Problem description
Show, from the records below, all lines that contain the word "insert".

======

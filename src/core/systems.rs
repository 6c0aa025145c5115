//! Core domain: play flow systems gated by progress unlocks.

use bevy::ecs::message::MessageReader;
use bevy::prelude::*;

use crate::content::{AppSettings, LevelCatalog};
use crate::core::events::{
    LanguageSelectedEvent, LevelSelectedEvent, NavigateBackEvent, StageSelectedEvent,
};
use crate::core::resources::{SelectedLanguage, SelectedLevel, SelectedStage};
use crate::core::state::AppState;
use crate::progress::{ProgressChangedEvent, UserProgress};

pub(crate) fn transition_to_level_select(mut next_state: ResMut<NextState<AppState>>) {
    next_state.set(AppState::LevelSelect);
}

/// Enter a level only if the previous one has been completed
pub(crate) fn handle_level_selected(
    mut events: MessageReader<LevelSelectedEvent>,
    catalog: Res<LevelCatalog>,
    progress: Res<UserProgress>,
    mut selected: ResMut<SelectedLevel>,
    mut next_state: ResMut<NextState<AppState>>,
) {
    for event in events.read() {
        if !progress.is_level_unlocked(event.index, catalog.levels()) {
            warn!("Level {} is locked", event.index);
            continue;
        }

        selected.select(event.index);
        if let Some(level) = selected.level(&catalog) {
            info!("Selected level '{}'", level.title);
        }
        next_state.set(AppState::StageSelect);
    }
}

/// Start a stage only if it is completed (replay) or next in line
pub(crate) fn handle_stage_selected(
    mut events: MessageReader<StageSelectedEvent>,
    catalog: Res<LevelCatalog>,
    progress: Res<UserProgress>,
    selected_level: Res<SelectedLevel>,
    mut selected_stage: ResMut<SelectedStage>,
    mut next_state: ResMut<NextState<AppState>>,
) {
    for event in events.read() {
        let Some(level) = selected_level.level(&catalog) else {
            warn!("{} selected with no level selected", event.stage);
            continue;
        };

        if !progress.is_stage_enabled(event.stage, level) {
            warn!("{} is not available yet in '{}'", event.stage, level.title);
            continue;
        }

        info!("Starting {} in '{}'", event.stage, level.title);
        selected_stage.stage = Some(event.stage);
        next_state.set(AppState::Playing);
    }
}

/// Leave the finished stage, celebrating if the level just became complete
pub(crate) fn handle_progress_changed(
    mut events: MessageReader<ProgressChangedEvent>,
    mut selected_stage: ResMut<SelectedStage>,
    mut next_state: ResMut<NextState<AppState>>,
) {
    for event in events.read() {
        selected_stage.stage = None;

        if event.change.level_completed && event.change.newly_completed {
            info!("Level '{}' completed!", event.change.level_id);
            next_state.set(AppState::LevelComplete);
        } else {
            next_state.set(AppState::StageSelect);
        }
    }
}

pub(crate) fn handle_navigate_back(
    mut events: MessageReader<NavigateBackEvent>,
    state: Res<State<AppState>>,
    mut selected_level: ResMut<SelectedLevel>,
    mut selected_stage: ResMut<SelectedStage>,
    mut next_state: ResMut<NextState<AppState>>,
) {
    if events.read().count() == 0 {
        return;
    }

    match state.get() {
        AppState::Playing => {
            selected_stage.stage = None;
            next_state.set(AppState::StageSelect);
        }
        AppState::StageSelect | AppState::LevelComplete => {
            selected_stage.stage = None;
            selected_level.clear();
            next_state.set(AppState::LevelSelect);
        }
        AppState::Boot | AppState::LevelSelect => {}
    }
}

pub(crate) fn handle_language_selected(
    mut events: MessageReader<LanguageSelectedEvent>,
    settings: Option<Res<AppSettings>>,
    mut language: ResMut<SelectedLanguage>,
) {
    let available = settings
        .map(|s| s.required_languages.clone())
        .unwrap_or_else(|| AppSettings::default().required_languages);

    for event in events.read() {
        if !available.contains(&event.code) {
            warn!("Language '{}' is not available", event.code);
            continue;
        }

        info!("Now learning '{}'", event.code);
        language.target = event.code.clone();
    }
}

======

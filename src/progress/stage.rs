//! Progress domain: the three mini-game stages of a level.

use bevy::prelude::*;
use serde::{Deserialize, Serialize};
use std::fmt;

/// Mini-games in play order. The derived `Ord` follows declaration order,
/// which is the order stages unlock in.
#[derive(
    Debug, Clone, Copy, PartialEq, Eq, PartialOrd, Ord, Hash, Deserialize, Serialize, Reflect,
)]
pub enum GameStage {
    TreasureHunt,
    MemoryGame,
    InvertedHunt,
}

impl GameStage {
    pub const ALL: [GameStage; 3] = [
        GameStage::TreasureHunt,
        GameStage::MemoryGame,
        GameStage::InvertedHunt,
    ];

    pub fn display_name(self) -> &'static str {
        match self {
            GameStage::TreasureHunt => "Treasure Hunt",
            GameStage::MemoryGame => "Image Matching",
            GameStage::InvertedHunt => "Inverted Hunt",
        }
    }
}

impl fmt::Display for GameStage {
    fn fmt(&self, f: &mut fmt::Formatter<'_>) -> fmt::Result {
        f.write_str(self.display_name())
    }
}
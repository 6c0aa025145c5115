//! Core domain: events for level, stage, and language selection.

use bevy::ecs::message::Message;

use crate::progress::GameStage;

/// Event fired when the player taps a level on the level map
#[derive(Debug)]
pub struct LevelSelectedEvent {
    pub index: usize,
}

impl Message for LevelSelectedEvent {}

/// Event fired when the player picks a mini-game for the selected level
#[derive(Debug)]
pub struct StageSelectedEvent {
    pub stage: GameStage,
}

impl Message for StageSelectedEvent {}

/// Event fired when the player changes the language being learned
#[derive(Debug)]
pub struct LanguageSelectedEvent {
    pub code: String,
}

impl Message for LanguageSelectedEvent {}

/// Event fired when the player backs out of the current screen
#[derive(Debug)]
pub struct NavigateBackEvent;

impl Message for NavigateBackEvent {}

======

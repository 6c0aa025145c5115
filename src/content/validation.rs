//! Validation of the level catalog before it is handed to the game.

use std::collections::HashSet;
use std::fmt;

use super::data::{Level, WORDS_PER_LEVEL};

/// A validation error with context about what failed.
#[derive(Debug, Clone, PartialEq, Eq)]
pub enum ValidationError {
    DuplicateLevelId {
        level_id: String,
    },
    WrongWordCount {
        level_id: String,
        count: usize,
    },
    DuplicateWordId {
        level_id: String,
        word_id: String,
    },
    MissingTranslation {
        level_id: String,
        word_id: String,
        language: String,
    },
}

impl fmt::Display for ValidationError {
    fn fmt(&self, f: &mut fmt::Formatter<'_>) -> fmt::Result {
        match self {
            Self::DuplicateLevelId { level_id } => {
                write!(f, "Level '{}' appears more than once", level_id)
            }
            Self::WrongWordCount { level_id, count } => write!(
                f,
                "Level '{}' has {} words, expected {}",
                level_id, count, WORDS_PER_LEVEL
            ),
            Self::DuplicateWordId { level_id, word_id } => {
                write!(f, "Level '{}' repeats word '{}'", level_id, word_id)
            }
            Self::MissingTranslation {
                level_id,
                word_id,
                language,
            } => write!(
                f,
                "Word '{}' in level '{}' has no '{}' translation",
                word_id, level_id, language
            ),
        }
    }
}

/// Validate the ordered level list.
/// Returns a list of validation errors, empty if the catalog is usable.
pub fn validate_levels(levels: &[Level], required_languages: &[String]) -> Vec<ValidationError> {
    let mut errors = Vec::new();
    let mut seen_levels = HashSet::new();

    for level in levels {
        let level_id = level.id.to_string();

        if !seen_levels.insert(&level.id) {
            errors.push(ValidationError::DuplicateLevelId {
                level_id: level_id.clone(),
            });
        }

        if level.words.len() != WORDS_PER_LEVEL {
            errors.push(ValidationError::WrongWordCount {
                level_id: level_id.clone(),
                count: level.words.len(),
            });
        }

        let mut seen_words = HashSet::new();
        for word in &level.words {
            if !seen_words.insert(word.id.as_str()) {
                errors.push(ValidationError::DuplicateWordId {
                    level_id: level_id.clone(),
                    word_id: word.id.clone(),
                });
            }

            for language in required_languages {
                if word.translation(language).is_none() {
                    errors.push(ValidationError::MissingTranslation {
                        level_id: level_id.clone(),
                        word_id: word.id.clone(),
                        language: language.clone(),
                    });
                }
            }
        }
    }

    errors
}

======

Written solution
        if !seen_levels.insert(&level.id) {
            if !seen_words.insert(word.id.as_str()) {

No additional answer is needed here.